Conflating the two is a bad idea all around.
4. It’s okay to not have feelings for a guy, just because
I feel like we are tempted to use the term “creepy” when we don’t like a guy because, as I mentioned earlier, subconsciously we know that it puts the blame of our rejection on his shoulders, not ours.
This begs the question: Why do we feel the need to deflect blame in this scenario?
Do we feel like it’s wrong to tell a guy “no?”
Here is my strongly-held opinion on the subject: Just because a guy is a nice guy who may be a perfect match for someone else, doesn’t mean you have any obligation to date him if he asks. “I don’t have feelings for him” is a legitimate reason to not date him.
The same way that “I don’t have feelings for her” is a legitimate reason for a guy to not ask a girl out.
Don’t deflect the blame, because there should be no blame to deflect. Don’t say you rejected him because he’s “creepy.” Say you rejected him because you weren’t interested.
5. He might not even like you
Often the “he’s so creepy” speech comes when the guy has never even asked the girl out.

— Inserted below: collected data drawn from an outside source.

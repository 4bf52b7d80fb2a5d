//! Camera models and candidate sets.
//!
//! A [`SingleCamera`] derives its depth of field and field-of-view angles
//! from the sensor geometry and the resolution requirements of the
//! surveillance task. [`CameraCandidates`] holds one camera per voxel.

mod candidates;
mod single;

pub use candidates::CameraCandidates;
pub use single::{CameraParams, Direction, Dof, ResolutionRange, SingleCamera};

“I think he likes me, and it creeps me out!” girls will say.
Listen. Sometimes he’s just trying to be friendly, and he doesn’t know how to talk to girls.
Sometimes he’s just trying to be friendly, and he does know how to talk to girls, but he just happens to be weird.
Or you just happen to not have feelings for him, but you still want to be desirable, so you interpret his friendliness as flirtation and call it “creepy.”
Whatever the reasons, whether he actually likes you or not, this business of calling awkward guys “creepy” is stupid and it should stop.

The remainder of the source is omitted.